Exercise: Using "bool" as the search string, find the matching lines below and copy them.

[Collected data entries]
--------------------------------
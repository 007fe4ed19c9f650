use std::{sync::Arc, time::Duration};

use bytes::Bytes;
use futures::{SinkExt, StreamExt, future::BoxFuture};
use redis_protocol::{codec::Resp2, resp2::types::BytesFrame};
use tokio::{net::TcpStream, sync::Mutex, time::timeout};
use tokio_util::codec::Framed;
use tracing::debug;

use crate::dao::{seed_store::SeedStore, storage::StorageResult};

use super::{
    config::RedisConfig,
    error::{RedisDaoError, RedisResult},
};

const COMMAND_TIMEOUT: Duration = Duration::from_secs(3);

type Connection = Framed<TcpStream, Resp2>;

/// Seed store speaking RESP2 to a single Redis server over one connection.
///
/// Commands are serialized through a mutex. Any transport failure drops the
/// connection; the next command or [`SeedStore::try_reconnect`] dials again.
#[derive(Clone)]
pub struct RedisSeedStore {
    config: Arc<RedisConfig>,
    connection: Arc<Mutex<Option<Connection>>>,
}

impl RedisSeedStore {
    /// Connect to Redis, authenticating and selecting the database when configured.
    pub async fn connect(config: RedisConfig) -> RedisResult<Self> {
        let connection = open(&config).await?;
        Ok(Self {
            config: Arc::new(config),
            connection: Arc::new(Mutex::new(Some(connection))),
        })
    }

    async fn command(&self, name: &'static str, args: Vec<Bytes>) -> RedisResult<BytesFrame> {
        let mut guard = self.connection.lock().await;
        if guard.is_none() {
            debug!(address = %self.config.address(), "re-dialing Redis");
            *guard = Some(open(&self.config).await?);
        }
        let Some(connection) = guard.as_mut() else {
            return Err(RedisDaoError::Disconnected { command: name });
        };

        match roundtrip(connection, name, args).await {
            Ok(frame) => Ok(frame),
            Err(err) => {
                guard.take();
                Err(err)
            }
        }
    }

    async fn key_exists(&self, key: String) -> RedisResult<bool> {
        let reply = self.command("EXISTS", vec![Bytes::from(key.clone())]).await?;
        match expect_ok_frame("EXISTS", &key, reply)? {
            BytesFrame::Integer(count) => Ok(count > 0),
            other => Err(unexpected("EXISTS", &other)),
        }
    }

    async fn lrange(&self, key: String, start: i64, end: i64) -> RedisResult<Vec<String>> {
        let reply = self
            .command(
                "LRANGE",
                vec![
                    Bytes::from(key.clone()),
                    Bytes::from(start.to_string()),
                    Bytes::from(end.to_string()),
                ],
            )
            .await?;
        match expect_ok_frame("LRANGE", &key, reply)? {
            BytesFrame::Array(items) => items
                .into_iter()
                .map(|item| match item {
                    BytesFrame::BulkString(bytes) | BytesFrame::SimpleString(bytes) => {
                        Ok(String::from_utf8_lossy(&bytes).into_owned())
                    }
                    other => Err(unexpected("LRANGE", &other)),
                })
                .collect(),
            BytesFrame::Null => Ok(Vec::new()),
            other => Err(unexpected("LRANGE", &other)),
        }
    }

    async fn rpush(&self, key: String, values: Vec<i64>) -> RedisResult<()> {
        if values.is_empty() {
            return Ok(());
        }
        let mut args = Vec::with_capacity(values.len() + 1);
        args.push(Bytes::from(key.clone()));
        args.extend(values.iter().map(|value| Bytes::from(value.to_string())));

        let reply = self.command("RPUSH", args).await?;
        match expect_ok_frame("RPUSH", &key, reply)? {
            BytesFrame::Integer(_) => Ok(()),
            other => Err(unexpected("RPUSH", &other)),
        }
    }

    async fn lset(&self, key: String, index: usize, value: i64) -> RedisResult<()> {
        let reply = self
            .command(
                "LSET",
                vec![
                    Bytes::from(key.clone()),
                    Bytes::from(index.to_string()),
                    Bytes::from(value.to_string()),
                ],
            )
            .await?;
        expect_simple("LSET", &key, reply, b"OK")
    }

    async fn ping(&self) -> RedisResult<()> {
        let reply = self.command("PING", Vec::new()).await?;
        expect_simple("PING", "", reply, b"PONG")
    }

    async fn reconnect(&self) -> RedisResult<()> {
        let fresh = open(&self.config).await?;
        *self.connection.lock().await = Some(fresh);
        Ok(())
    }
}

/// Dial the server and run the connection preamble.
async fn open(config: &RedisConfig) -> RedisResult<Connection> {
    let address = config.address();
    let socket = TcpStream::connect(&address)
        .await
        .map_err(|source| RedisDaoError::Connect {
            address: address.clone(),
            source,
        })?;
    socket.set_nodelay(true).ok();
    let mut connection = Framed::new(socket, Resp2::default());

    if let Some(password) = config.password.as_deref() {
        let mut args = Vec::new();
        if let Some(username) = config.username.as_deref() {
            args.push(Bytes::from(username.to_string()));
        }
        args.push(Bytes::from(password.to_string()));
        let reply = roundtrip(&mut connection, "AUTH", args).await?;
        expect_simple("AUTH", "", reply, b"OK")?;
    }

    if let Some(database) = config.database {
        let reply = roundtrip(
            &mut connection,
            "SELECT",
            vec![Bytes::from(database.to_string())],
        )
        .await?;
        expect_simple("SELECT", "", reply, b"OK")?;
    }

    Ok(connection)
}

/// Send one command and wait for its reply.
async fn roundtrip(
    connection: &mut Connection,
    name: &'static str,
    args: Vec<Bytes>,
) -> RedisResult<BytesFrame> {
    let mut parts = Vec::with_capacity(args.len() + 1);
    parts.push(BytesFrame::BulkString(Bytes::from_static(name.as_bytes())));
    parts.extend(args.into_iter().map(BytesFrame::BulkString));

    let exchange = async {
        connection
            .send(BytesFrame::Array(parts))
            .await
            .map_err(|err| RedisDaoError::Protocol {
                command: name,
                details: err.to_string(),
            })?;
        match connection.next().await {
            Some(Ok(frame)) => Ok(frame),
            Some(Err(err)) => Err(RedisDaoError::Protocol {
                command: name,
                details: err.to_string(),
            }),
            None => Err(RedisDaoError::Disconnected { command: name }),
        }
    };

    timeout(COMMAND_TIMEOUT, exchange)
        .await
        .map_err(|_| RedisDaoError::Timeout { command: name })?
}

/// Turn an error reply into [`RedisDaoError::Reply`], passing anything else through.
fn expect_ok_frame(command: &'static str, key: &str, frame: BytesFrame) -> RedisResult<BytesFrame> {
    match frame {
        BytesFrame::Error(message) => Err(RedisDaoError::Reply {
            command,
            key: key.to_string(),
            message: message.to_string(),
        }),
        other => Ok(other),
    }
}

fn expect_simple(
    command: &'static str,
    key: &str,
    frame: BytesFrame,
    expected: &[u8],
) -> RedisResult<()> {
    match expect_ok_frame(command, key, frame)? {
        BytesFrame::SimpleString(reply) if reply.as_ref() == expected => Ok(()),
        other => Err(unexpected(command, &other)),
    }
}

fn unexpected(command: &'static str, frame: &BytesFrame) -> RedisDaoError {
    RedisDaoError::UnexpectedReply {
        command,
        frame: format!("{frame:?}"),
    }
}

impl SeedStore for RedisSeedStore {
    fn exists(&self, key: &str) -> BoxFuture<'static, StorageResult<bool>> {
        let store = self.clone();
        let key = key.to_string();
        Box::pin(async move { store.key_exists(key).await.map_err(Into::into) })
    }

    fn range_read(
        &self,
        key: &str,
        start: i64,
        end: i64,
    ) -> BoxFuture<'static, StorageResult<Vec<String>>> {
        let store = self.clone();
        let key = key.to_string();
        Box::pin(async move { store.lrange(key, start, end).await.map_err(Into::into) })
    }

    fn append(&self, key: &str, values: Vec<i64>) -> BoxFuture<'static, StorageResult<()>> {
        let store = self.clone();
        let key = key.to_string();
        Box::pin(async move { store.rpush(key, values).await.map_err(Into::into) })
    }

    fn positional_set(
        &self,
        key: &str,
        index: usize,
        value: i64,
    ) -> BoxFuture<'static, StorageResult<()>> {
        let store = self.clone();
        let key = key.to_string();
        Box::pin(async move { store.lset(key, index, value).await.map_err(Into::into) })
    }

    fn health_check(&self) -> BoxFuture<'static, StorageResult<()>> {
        let store = self.clone();
        Box::pin(async move { store.ping().await.map_err(Into::into) })
    }

    fn try_reconnect(&self) -> BoxFuture<'static, StorageResult<()>> {
        let store = self.clone();
        Box::pin(async move { store.reconnect().await.map_err(Into::into) })
    }
}

#[cfg(test)]
mod tests {
    use super::*;

    #[test]
    fn error_replies_become_reply_errors() {
        let err = expect_ok_frame("LSET", "seedsMatt", BytesFrame::Error("ERR no such key".into()))
            .unwrap_err();
        match err {
            RedisDaoError::Reply { command, key, message } => {
                assert_eq!(command, "LSET");
                assert_eq!(key, "seedsMatt");
                assert_eq!(message, "ERR no such key");
            }
            other => panic!("unexpected error: {other:?}"),
        }
    }

    #[test]
    fn simple_replies_must_match() {
        let ok = BytesFrame::SimpleString(Bytes::from_static(b"OK"));
        assert!(expect_simple("LSET", "k", ok, b"OK").is_ok());

        let pong = BytesFrame::SimpleString(Bytes::from_static(b"PONG"));
        assert!(matches!(
            expect_simple("LSET", "k", pong, b"OK"),
            Err(RedisDaoError::UnexpectedReply { .. })
        ));

        assert!(matches!(
            expect_simple("PING", "", BytesFrame::Integer(1), b"PONG"),
            Err(RedisDaoError::UnexpectedReply { .. })
        ));
    }
}
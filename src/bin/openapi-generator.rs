use seed_sync_back::services::documentation::ApiDoc;
use utoipa::OpenApi;

fn main() -> anyhow::Result<()> {
    let doc = ApiDoc::openapi();
    println!("{}", doc.to_pretty_json()?);
    Ok(())
}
--------------------------------
Response to this exercise:
    async fn key_exists(&self, key: String) -> RedisResult<bool> {
    fn exists(&self, key: &str) -> BoxFuture<'static, StorageResult<bool>> {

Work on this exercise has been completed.